I think- think- that it's often challenged by my desire as the Tannin "mothership" and a need to showcase new ideas and botanicals. Well, maybe that's an excuse.

But hey, we all love to try new stuff, right?

I know that I do.

And it's funny, because I think that even though I fancy myself as this restless "conceptual guy" who is constantly evolving his ideas, the reality is that my "makeovers" are seldom that radical; rather, their little iterations that represent incremental changes or improvements over previous designs.

I tend to "stay in my lane", and not stray all that far from it.

I almost envy those of you who can make completely radical changes at the spur of the moment without regret, or a whole lot of consideration. Like, how do you do that?

I often wonder why I play with such a tight set of characteristics- you know, certain wood types and arrangements, use of botanicals of specific textures, colors, etc. Maybe it's just that I've found what works for me?

Although I'm definitely prone to "over-analyzing" stuff at times, it's fun now and then to step out of my own mind and look at stuff as if I'm a "third party" of sorts. Shake things up.

It's led to some pretty cool tanks over the years.


Maybe I have that sort of "comfort zone" that I tend not to push myself out too far from. I mean, I operate in a pretty radical "sector" already- the blackwater/ botanical-method. It's not everyone's cup of tea, being pretty different from the conventional, "clear water", highly stylized aquariums we all know so well. I realized a long term ago that, when I make changes to my tanks, they are always more like "iterations" of the existing design.

Radical changes aren't my thing, I suppose.

I have learned over the years to give stuff time and space to evolve on its own a bit, without my intervention.

I know enough to understand a fundamental truth about botanical-method aquariums:  

The way the tank is looking right now is NOT how it will look in a few weeks, or months. 

I play a really long game.

One which acknowledges that the fact that our botanical-method aquariums evolve over very long periods of time, not reaching the state that we perhaps envisioned for many months. My actions reflect this mindset. Unless there is some major emergency (which I have yet to encounter, btw), about the only thing that I might do is to add a few more botanicals.

Just sort of "evolving" the aquarium a bit; making up for stuff that might break down.
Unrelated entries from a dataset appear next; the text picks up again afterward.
//! # Dual-Queue Bridge
//!
//! The only crossing point between the foreground (render/update) thread and
//! the network driver thread.
//!
//! ```text
//!  foreground thread                          network driver thread
//!  ─────────────────                          ─────────────────────
//!  submit(Request) ──▶ [ request queue ] ──▶ take_requests()
//!  drain()         ◀── [ result queue  ] ◀── publish(Event)
//! ```
//!
//! Each queue sits behind its own `parking_lot::Mutex`. The lock is held only
//! to append one item or to swap the whole queue out for an empty one; all
//! processing happens on the swapped-out local copy with the lock released.
//! Neither side ever waits on network I/O.
//!
//! ## Delivery Guarantees
//!
//! - Every published event is returned by exactly one `drain()` call.
//! - Events come back in publish order.
//! - Requests come back from `take_requests()` in submission order.
//!
//! ## Usage
//!
//! ```rust
//! use chart_terminal::bridge::Bridge;
//! use shared::{Event, Request};
//! use std::sync::Arc;
//!
//! let bridge = Arc::new(Bridge::new());
//! bridge.submit(Request::CancelScan { request_id: 1 });
//! assert_eq!(bridge.take_requests().len(), 1);
//!
//! bridge.publish(Event::ScannerParameters { xml: String::new() });
//! assert_eq!(bridge.drain().len(), 1);
//! assert!(bridge.drain().is_empty());
//! ```

use parking_lot::Mutex;
use shared::{Event, Request};
use std::collections::VecDeque;
use std::sync::atomic::{AtomicU64, Ordering};

/// Two mutex-guarded FIFO queues shared by the foreground and network threads.
///
/// Create one per session and hand an `Arc<Bridge>` to both sides.
#[derive(Debug, Default)]
pub struct Bridge {
    requests: Mutex<VecDeque<Request>>,
    events: Mutex<VecDeque<Event>>,
    counters: Counters,
}

#[derive(Debug, Default)]
struct Counters {
    submitted: AtomicU64,
    taken: AtomicU64,
    published: AtomicU64,
    drained: AtomicU64,
}

/// Point-in-time traffic counters for diagnostics.
#[derive(Debug, Clone, Copy, PartialEq, Eq, Default)]
pub struct BridgeStats {
    pub requests_submitted: u64,
    pub requests_taken: u64,
    pub events_published: u64,
    pub events_drained: u64,
}

impl Bridge {
    pub fn new() -> Self {
        Self::default()
    }

    /// Queue a request for the network thread. Callable from any thread.
    pub fn submit(&self, request: Request) {
        tracing::trace!(
            kind = request.kind(),
            request_id = ?request.request_id(),
            "Request submitted"
        );
        self.requests.lock().push_back(request);
        self.counters.submitted.fetch_add(1, Ordering::Relaxed);
    }

    /// Take every queued request, oldest first. Network thread side.
    pub fn take_requests(&self) -> Vec<Request> {
        let local = std::mem::take(&mut *self.requests.lock());
        self.counters
            .taken
            .fetch_add(local.len() as u64, Ordering::Relaxed);
        Vec::from(local)
    }

    /// Hand a completed result to the foreground. Network thread side.
    pub fn publish(&self, event: Event) {
        tracing::trace!(
            kind = event.kind(),
            request_id = ?event.request_id(),
            "Event published"
        );
        self.events.lock().push_back(event);
        self.counters.published.fetch_add(1, Ordering::Relaxed);
    }

    /// Take every published result, oldest first. Foreground side, once per tick.
    pub fn drain(&self) -> Vec<Event> {
        let local = std::mem::take(&mut *self.events.lock());
        if !local.is_empty() {
            self.counters
                .drained
                .fetch_add(local.len() as u64, Ordering::Relaxed);
            tracing::debug!(count = local.len(), "Drained events from bridge");
        }
        Vec::from(local)
    }

    /// Requests waiting for the network thread
    pub fn pending_requests(&self) -> usize {
        self.requests.lock().len()
    }

    /// Results waiting for the foreground thread
    pub fn pending_events(&self) -> usize {
        self.events.lock().len()
    }

    pub fn stats(&self) -> BridgeStats {
        BridgeStats {
            requests_submitted: self.counters.submitted.load(Ordering::Relaxed),
            requests_taken: self.counters.taken.load(Ordering::Relaxed),
            events_published: self.counters.published.load(Ordering::Relaxed),
            events_drained: self.counters.drained.load(Ordering::Relaxed),
        }
    }
}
Minor, small moves, if any.

That being said, the biggest hurdle to me in making changes to aquariums has always been the psychological one. The "shame" that I assigned in my own mind if I simply broke down tanks and "recycled" them time and time again. That being said, I slowly (yeah, emphasis on slowly) came around to the idea that this is an effective way to demonstrate new ideas to our growing community.

All the while, I'm keeping in mind that the system will change on its own without any intervention on my part. It will "get where it's going" on its own time. Adding a few botanicals or leaves along the way is simply what you do to keep the process going. And it's extremely analogous to what happens in Nature, as new materials fall into waterways throughout the year, while existing materials are carried off by currents or decompose completely.

Yeah, just like Nature.

We're going to revisit the topic of "getting started" far more often here, following what are turning into "best practices" and tips to get your botanical-method/blackwater aquarium off to a good start as Nature evolves it. It's so important.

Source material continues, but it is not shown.